Bitaites e postas de pescada
O que é que é isso, ó meu?
A receção e perda de bola no primeiro golo do Benfica fez-me lembrar os festejos do LIVRE há quatro anos, quando as sondagens à boca da urna lhes podiam dar um deputado na Assembleia da República. Parecia que ia correr tudo bem, mas depois apareceu um partido ecologista que sorrateiramente lhes tirou o lugar. Não conheço a pegada ecológica de Ozdoev, mas vi que Lage ainda não conseguiu reciclar Fejsa.
Dzyuba, a vantagem de ter (quase) dois metros
Dzyuba foi hoje um partido ditatorial e autoritário, servido por bons sovietes. Quem sabe se ter onze camisolas vermelhas em campo não o terá levado a repensar o comunismo e a transformá-lo em golos. Se assim foi, diria que Luís Filipe Vieira devia reclamar a distribuição desigual dos tentos.
Fica na retina o cheiro de bom futebol
O golo de Raúl de Tomás neste jogo era o equivalente a que, no domingo, um dos partidos pequenos vença as eleições. Era um grande pontapé nas sondagens, mas só íamos ver se o futuro seria bonito depois.

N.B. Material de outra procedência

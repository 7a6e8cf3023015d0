//! Metrics collection from environments

use optivolt_core::{TestResult, TestStatus, parse_metrics};
use optivolt_exec::Dispatcher;
use tracing::{error, info, warn};

/// Benchmarks deployed to every environment
pub const TEST_TYPES: [&str; 3] = ["cpu", "api", "db"];

/// Environments covered by `--environment all`
pub const ALL_ENVIRONMENTS: [&str; 3] = ["docker", "microvm", "unikernel"];

/// Reads benchmark result files through the dispatcher
#[derive(Debug, Clone, Copy)]
pub struct MetricsCollector<'a> {
    dispatcher: &'a Dispatcher,
}

impl<'a> MetricsCollector<'a> {
    pub fn new(dispatcher: &'a Dispatcher) -> Self {
        Self { dispatcher }
    }

    /// Collect the metrics file of `test_type` from `environment`
    ///
    /// Never fails: problems are recorded in the returned result's status.
    pub async fn collect(&self, environment: &str, test_type: &str) -> TestResult {
        let mut result = TestResult::new(environment, test_type);

        info!(environment, test_type, "collecting metrics");

        let command = format!("cat {test_type}_results.json 2>/dev/null || echo '{{}}'");

        match self.dispatcher.execute_default(environment, &command).await {
            Ok(output) if output.success && !output.output.trim().is_empty() => {
                let metrics = parse_metrics(output.output.trim());
                if metrics.is_empty() {
                    warn!(environment, test_type, "metrics file is empty");
                    result.fail(TestStatus::NoData, "No metrics available");
                } else {
                    info!(count = metrics.len(), "collected metrics");
                    result.complete(metrics);
                }
            }
            Ok(_) => {
                warn!(environment, test_type, "no metrics data found");
                result.fail(TestStatus::NoData, "No metrics available");
            }
            Err(e) => {
                error!(
                    environment,
                    test_type,
                    stage = %e.stage(),
                    error = %e,
                    "failed to collect metrics"
                );
                result.fail(TestStatus::Error, e.to_string());
            }
        }

        result
    }
}
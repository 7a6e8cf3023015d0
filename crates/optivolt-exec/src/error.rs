//! Error types for optivolt-exec

use std::fmt;
use std::time::Duration;

use optivolt_core::ConfigError;
use thiserror::Error;

/// Exit code reported when a command never produced a real exit status
pub const INTERNAL_EXIT_CODE: i32 = -1;

/// Errors that prevent a command from running to completion
///
/// A command that runs and exits non-zero is not an error; it is reported
/// as an unsuccessful `ExecutionResult`.
#[derive(Error, Debug, Clone)]
pub enum ExecError {
    /// Empty or malformed caller input
    #[error("invalid argument: {0}")]
    InvalidArgument(String),

    /// Configuration could not be resolved or failed validation
    #[error("configuration error: {0}")]
    Configuration(#[from] ConfigError),

    /// Transport connect or authentication failure
    #[error("SSH connection to {host}:{port} failed: {reason}")]
    SshConnection {
        /// Address that was dialed
        host: String,
        /// Port that was dialed
        port: u16,
        /// What went wrong
        reason: ConnectFailure,
    },

    /// Spawn failure, timeout, or transport failure after connecting
    #[error("command execution failed (exit code {exit_code}): {reason}: {command}")]
    CommandExecution {
        /// Command as issued by the caller
        command: String,
        /// Real exit code, or [`INTERNAL_EXIT_CODE`]
        exit_code: i32,
        /// What went wrong
        reason: String,
    },
}

impl ExecError {
    /// Build a `CommandExecution` error with the internal exit code
    pub fn command(command: impl Into<String>, reason: impl Into<String>) -> Self {
        ExecError::CommandExecution {
            command: command.into(),
            exit_code: INTERNAL_EXIT_CODE,
            reason: reason.into(),
        }
    }

    /// Build a timeout error for `command`
    pub fn timeout(command: impl Into<String>, timeout: Duration) -> Self {
        Self::command(command, format!("timed out after {timeout:?}"))
    }

    /// Stage of the call that failed
    #[must_use]
    pub fn stage(&self) -> Stage {
        match self {
            ExecError::InvalidArgument(_) => Stage::Argument,
            ExecError::Configuration(e) if e.is_validation() => Stage::Validation,
            ExecError::Configuration(_) => Stage::Resolution,
            ExecError::SshConnection { .. } => Stage::Connection,
            ExecError::CommandExecution { .. } => Stage::Execution,
        }
    }
}

/// Why an SSH session could not be established
#[derive(Error, Debug, Clone, PartialEq, Eq)]
pub enum ConnectFailure {
    /// Private key file does not exist
    #[error("private key not found: {0}")]
    KeyMissing(String),

    /// Credentials could not be prepared (unreadable key, no agent, unknown user)
    #[error("credential error: {0}")]
    Credentials(String),

    /// TCP connect or SSH handshake failed
    #[error("connect failed: {0}")]
    Connect(String),

    /// Connect did not finish in time
    #[error("connect timed out after {0:?}")]
    Timeout(Duration),

    /// Server rejected the credentials
    #[error("authentication failed: {0}")]
    Authentication(String),
}

/// Stage of a dispatch, reported with every failure
#[derive(Debug, Clone, Copy, PartialEq, Eq)]
pub enum Stage {
    Argument,
    Resolution,
    Validation,
    Connection,
    Execution,
}

impl fmt::Display for Stage {
    fn fmt(&self, f: &mut fmt::Formatter<'_>) -> fmt::Result {
        let name = match self {
            Stage::Argument => "argument",
            Stage::Resolution => "resolution",
            Stage::Validation => "validation",
            Stage::Connection => "connection",
            Stage::Execution => "execution",
        };
        f.write_str(name)
    }
}
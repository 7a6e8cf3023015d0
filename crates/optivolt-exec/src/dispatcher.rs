//! Command dispatch: resolve, validate, classify, run

use std::sync::Arc;
use std::time::Duration;

use optivolt_core::{ConfigError, EnvironmentResolver, HostConfig};
use tracing::{debug, info, instrument, warn};

use crate::error::ExecError;
use crate::factory::DefaultChannelFactory;
use crate::result::ExecutionResult;
use crate::traits::{ChannelFactory, Executor};

/// Timeout applied by [`Dispatcher::execute_default`]
pub const DEFAULT_TIMEOUT: Duration = Duration::from_secs(300);

/// Runs commands against named environments
///
/// Holds no mutable state: concurrent calls each resolve the configuration
/// and get their own channel.
#[derive(Clone)]
pub struct Dispatcher {
    resolver: EnvironmentResolver,
    factory: Arc<dyn ChannelFactory>,
}

impl std::fmt::Debug for Dispatcher {
    fn fmt(&self, f: &mut std::fmt::Formatter<'_>) -> std::fmt::Result {
        f.debug_struct("Dispatcher")
            .field("resolver", &self.resolver)
            .finish_non_exhaustive()
    }
}

impl Dispatcher {
    /// Create a dispatcher using the default local and SSH channels
    #[must_use]
    pub fn new(resolver: EnvironmentResolver) -> Self {
        Self::with_factory(resolver, Arc::new(DefaultChannelFactory::new()))
    }

    /// Create a dispatcher with a custom channel factory
    #[must_use]
    pub fn with_factory(resolver: EnvironmentResolver, factory: Arc<dyn ChannelFactory>) -> Self {
        Self { resolver, factory }
    }

    /// Resolver used for lookups
    pub fn resolver(&self) -> &EnvironmentResolver {
        &self.resolver
    }

    /// Run `command` in `environment` with [`DEFAULT_TIMEOUT`]
    ///
    /// # Errors
    /// See [`Dispatcher::execute`]
    pub async fn execute_default(
        &self,
        environment: &str,
        command: &str,
    ) -> Result<ExecutionResult, ExecError> {
        self.execute(environment, command, DEFAULT_TIMEOUT).await
    }

    /// Run `command` in `environment`
    ///
    /// A non-zero exit status is returned as an unsuccessful result, not an
    /// error. Exactly one attempt is made.
    ///
    /// # Errors
    /// * `InvalidArgument` - empty environment name or command
    /// * `Configuration` - missing/malformed source, unknown environment, or
    ///   a config failing validation
    /// * `SshConnection` / `CommandExecution` - raised by the channel
    #[instrument(skip(self, command))]
    pub async fn execute(
        &self,
        environment: &str,
        command: &str,
        timeout: Duration,
    ) -> Result<ExecutionResult, ExecError> {
        if environment.trim().is_empty() {
            return Err(ExecError::InvalidArgument(
                "environment name cannot be empty".to_string(),
            ));
        }
        if command.trim().is_empty() {
            return Err(ExecError::InvalidArgument(
                "command cannot be empty".to_string(),
            ));
        }

        let config = self.host_config(environment)?;
        let channel = self.channel(&config)?;

        info!(
            environment,
            channel = channel.executor_type(),
            command = %command,
            "dispatching command"
        );

        let result = channel.run_with_timeout(command, timeout).await;

        match &result {
            Ok(r) => debug!(
                environment,
                success = r.success,
                exit_code = r.exit_code,
                "command finished"
            ),
            Err(e) => warn!(environment, stage = %e.stage(), error = %e, "command could not run"),
        }

        result
    }

    /// Resolve and validate the configuration for `environment`
    ///
    /// # Errors
    /// Returns `ExecError::Configuration` for every resolution or validation failure
    pub fn host_config(&self, environment: &str) -> Result<HostConfig, ExecError> {
        let config = self.resolver.resolve(environment)?.into_found(environment)?;

        config.validate().map_err(|issues| ConfigError::Invalid {
            name: environment.to_string(),
            issues,
        })?;

        Ok(config)
    }

    fn channel(&self, config: &HostConfig) -> Result<Box<dyn Executor>, ExecError> {
        if config.is_local() {
            Ok(self.factory.local(&config.working_directory))
        } else {
            self.factory.remote(config)
        }
    }
}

Nem com dois pulmões chegava a essa bola
Aquele que poderia ter sido o quarto golo do Zenit, em que a linha defensiva do Benfica ficou a assistir à construção do tento enquanto pedia fora de jogo, fez-me lembrar a direita a protestar contra a solução de governo em 2015. Azar para o CDS e PSD, uma vez que não há fora de jogo na política.